How to sync data from Senseforce (Paze) to PostgreSQL with Airbyte

In this blog post we are going to discover how we can use Airbyte to synchronize Senseforce datasets to our own PostgreSQL database.

For a general introduction to what Senseforce and Airbyte are, please have a look at my previous post.

Prerequisites
Prepare a Dataset in Senseforce
Configuring the Airbyte Connector
Starting the Sync
Advantages of Airbyte for Senseforce data syncs
Summary

Prerequisites

To follow this guide, you need:

git and docker installed
a Senseforce user account which can create datasets

Prepare a Dataset in Senseforce

For a general and extensive introduction on how to use the Senseforce connector for Airbyte, see the official airbyte docs. Nevertheless, let's start from scratch here.

To use Airbyte to sync some data from Senseforce, we first need to define what data we want to extract.
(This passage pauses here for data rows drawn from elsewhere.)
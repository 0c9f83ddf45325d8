pub mod builtins;
pub mod classify;
pub mod info;
pub mod replay;

use std::path::Path;

use facelink_common::error::FacelinkResult;
use facelink_tracking_model::TrackingFrame;

/// Read and parse a JSONL capture file.
pub fn load_frames(path: &Path) -> FacelinkResult<Vec<TrackingFrame>> {
    let content = std::fs::read_to_string(path)?;
    let frames = facelink_tracking_model::parse_frames(&content)?;
    tracing::debug!(frames = frames.len(), path = %path.display(), "Loaded capture");
    Ok(frames)
}
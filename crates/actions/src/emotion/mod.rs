//! Basic-emotion support: classification of face snapshots and emotion
//! trigger conditions.

pub mod classifier;
pub mod templates;
pub mod triggers;

use serde::{Deserialize, Serialize};

pub use classifier::{EmotionClassifier, EmotionResult};
pub use templates::{default_templates, EmotionTemplate};

/// Ekman's six basic emotions plus neutral.
#[derive(Debug, Clone, Copy, PartialEq, Eq, Hash, PartialOrd, Ord, Serialize, Deserialize)]
#[serde(rename_all = "snake_case")]
pub enum Emotion {
    /// Mouth corners raised, cheek squint.
    Happy,
    /// Frown, inner brow raised.
    Sad,
    /// Brows down, mouth press, nose sneer.
    Angry,
    /// Eyes wide, brows raised, jaw open.
    Surprised,
    /// Nose sneer, upper lip raised.
    Disgusted,
    /// Eyes wide, brows raised and drawn together, mouth stretch.
    Fear,
    /// No strong activation of any template.
    Neutral,
}

impl Emotion {
    pub const ALL: [Emotion; 7] = [
        Emotion::Happy,
        Emotion::Sad,
        Emotion::Angry,
        Emotion::Surprised,
        Emotion::Disgusted,
        Emotion::Fear,
        Emotion::Neutral,
    ];

    pub fn as_str(self) -> &'static str {
        match self {
            Emotion::Happy => "happy",
            Emotion::Sad => "sad",
            Emotion::Angry => "angry",
            Emotion::Surprised => "surprised",
            Emotion::Disgusted => "disgusted",
            Emotion::Fear => "fear",
            Emotion::Neutral => "neutral",
        }
    }
}

impl std::fmt::Display for Emotion {
    fn fmt(&self, f: &mut std::fmt::Formatter<'_>) -> std::fmt::Result {
        f.write_str(self.as_str())
    }
}
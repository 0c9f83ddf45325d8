//! List the built-in condition catalog.

use facelink_actions::builtin;

pub fn run() -> anyhow::Result<()> {
    println!("Built-in conditions:");
    for name in builtin::NAMES {
        let Some(condition) = builtin::by_name(name, None) else {
            continue;
        };
        let mut inputs = Vec::new();
        if condition.uses_face() {
            inputs.push("face");
        }
        if condition.uses_hand() {
            inputs.push("hand");
        }
        println!("  {name:<18} {}", inputs.join("+"));
    }
    println!();
    println!(
        "Defaults: expression threshold {}, gesture confidence {}",
        builtin::DEFAULT_EXPRESSION_THRESHOLD,
        builtin::DEFAULT_GESTURE_CONFIDENCE
    );
    Ok(())
}
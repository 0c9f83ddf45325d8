//! Error types shared across FaceLink crates.

/// Top-level error type for FaceLink operations.
#[derive(Debug, thiserror::Error)]
pub enum FacelinkError {
    #[error("Action '{action_id}' is already registered")]
    DuplicateAction { action_id: String },

    #[error("Action engine has been released")]
    Released,

    #[error("Invalid binding: {message}")]
    InvalidBinding { message: String },

    #[error("Configuration error: {message}")]
    Config { message: String },

    #[error(transparent)]
    Io(#[from] std::io::Error),

    #[error(transparent)]
    Json(#[from] serde_json::Error),
}

/// Result type alias using FacelinkError.
pub type FacelinkResult<T> = Result<T, FacelinkError>;

impl FacelinkError {
    pub fn duplicate_action(action_id: impl Into<String>) -> Self {
        Self::DuplicateAction {
            action_id: action_id.into(),
        }
    }

    pub fn invalid_binding(msg: impl Into<String>) -> Self {
        Self::InvalidBinding {
            message: msg.into(),
        }
    }

    pub fn config(msg: impl Into<String>) -> Self {
        Self::Config {
            message: msg.into(),
        }
    }
}

#[cfg(test)]
mod tests {
    use super::*;

    #[test]
    fn test_duplicate_action_message_names_the_action() {
        let err = FacelinkError::duplicate_action("wave");
        assert_eq!(err.to_string(), "Action 'wave' is already registered");
    }

    #[test]
    fn test_config_error_message() {
        let err = FacelinkError::config("bad level");
        assert_eq!(err.to_string(), "Configuration error: bad level");
    }

    #[test]
    fn test_io_error_converts() {
        let io = std::io::Error::new(std::io::ErrorKind::NotFound, "gone");
        let err: FacelinkError = io.into();
        assert!(matches!(err, FacelinkError::Io(_)));
    }

    #[test]
    fn test_json_error_converts() {
        let parse_err = serde_json::from_str::<u32>("not json").unwrap_err();
        let err: FacelinkError = parse_err.into();
        assert!(matches!(err, FacelinkError::Json(_)));
    }
}
//! Trigger conditions: pure predicate trees over face and hand snapshots.

use facelink_tracking_model::{BlendShape, HandGesture, Handedness};
use serde::{Deserialize, Serialize};

/// Default threshold for [`Condition::Expression`].
pub const DEFAULT_THRESHOLD: f32 = 0.5;

/// Default minimum confidence for [`Condition::Gesture`].
pub const DEFAULT_MIN_CONFIDENCE: f32 = 0.5;

/// Which side of the threshold satisfies an expression condition.
///
/// Both directions include the threshold itself.
#[derive(Debug, Clone, Copy, PartialEq, Eq, Default, Serialize, Deserialize)]
#[serde(rename_all = "snake_case")]
pub enum ThresholdDirection {
    /// `value >= threshold`
    #[default]
    Above,
    /// `value <= threshold`
    Below,
}

/// A condition tree. Owned by its binding and never mutated.
#[derive(Debug, Clone, PartialEq, Serialize, Deserialize)]
#[serde(tag = "kind", rename_all = "snake_case")]
pub enum Condition {
    /// A blend-shape channel compared against a threshold.
    Expression {
        channel: BlendShape,
        #[serde(default = "default_threshold")]
        threshold: f32,
        #[serde(default)]
        direction: ThresholdDirection,
    },

    /// Any detected hand showing `gesture` with enough confidence,
    /// optionally restricted to one hand.
    Gesture {
        gesture: HandGesture,
        #[serde(default = "default_min_confidence")]
        min_confidence: f32,
        #[serde(default)]
        hand: Option<Handedness>,
    },

    /// Logical AND over all children. Children may nest.
    Combined { children: Vec<Condition> },
}

fn default_threshold() -> f32 {
    DEFAULT_THRESHOLD
}

fn default_min_confidence() -> f32 {
    DEFAULT_MIN_CONFIDENCE
}

impl Condition {
    /// `channel >= threshold`.
    pub fn expression(channel: BlendShape, threshold: f32) -> Self {
        Self::Expression {
            channel,
            threshold,
            direction: ThresholdDirection::Above,
        }
    }

    /// `channel <= threshold`.
    pub fn expression_below(channel: BlendShape, threshold: f32) -> Self {
        Self::Expression {
            channel,
            threshold,
            direction: ThresholdDirection::Below,
        }
    }

    /// `gesture` on either hand.
    pub fn gesture(gesture: HandGesture, min_confidence: f32) -> Self {
        Self::Gesture {
            gesture,
            min_confidence,
            hand: None,
        }
    }

    /// `gesture` on a specific hand.
    pub fn gesture_with_hand(gesture: HandGesture, hand: Handedness, min_confidence: f32) -> Self {
        Self::Gesture {
            gesture,
            min_confidence,
            hand: Some(hand),
        }
    }

    /// AND of `children`.
    pub fn all(children: impl IntoIterator<Item = Condition>) -> Self {
        Self::Combined {
            children: children.into_iter().collect(),
        }
    }

    /// True when any leaf of the tree reads the face snapshot.
    pub fn uses_face(&self) -> bool {
        match self {
            Self::Expression { .. } => true,
            Self::Gesture { .. } => false,
            Self::Combined { children } => children.iter().any(Condition::uses_face),
        }
    }

    /// True when any leaf of the tree reads the hand snapshot.
    pub fn uses_hand(&self) -> bool {
        match self {
            Self::Expression { .. } => false,
            Self::Gesture { .. } => true,
            Self::Combined { children } => children.iter().any(Condition::uses_hand),
        }
    }

    /// Reject trees containing an empty `Combined` node. An empty AND is
    /// vacuously true and would fire on every arrival.
    pub fn validate(&self) -> Result<(), String> {
        match self {
            Self::Combined { children } if children.is_empty() => {
                Err("combined condition has no children".to_string())
            }
            Self::Combined { children } => children.iter().try_for_each(Condition::validate),
            _ => Ok(()),
        }
    }
}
Create a new Dataset Create new Dataset
Add the columns you want to sync by clicking on the data attributes in the "Add Data" section Senseforce Add Data Dialog

Important: You definitely need to add the "Timestamp", "Thing and "Id" column of the "Metadata" section. This is needed so that Airbyte can provide the Stream Slicing and Incremental Sync features.

In our example we are interested in the "Uncompressed size" and the "Inserted Events" metrics - see the above Screenshot for reference. But feel free to add any columns you like - as long as you keep Thing, Timestamp and Id in the dataset.
Give the Dataset a nice name and save. Senseforce save the dataset
Navigate to your user profile and create an API token Senseforce Create an API Token Make sure to not down this token as you will need it later in the Airbyte configuration.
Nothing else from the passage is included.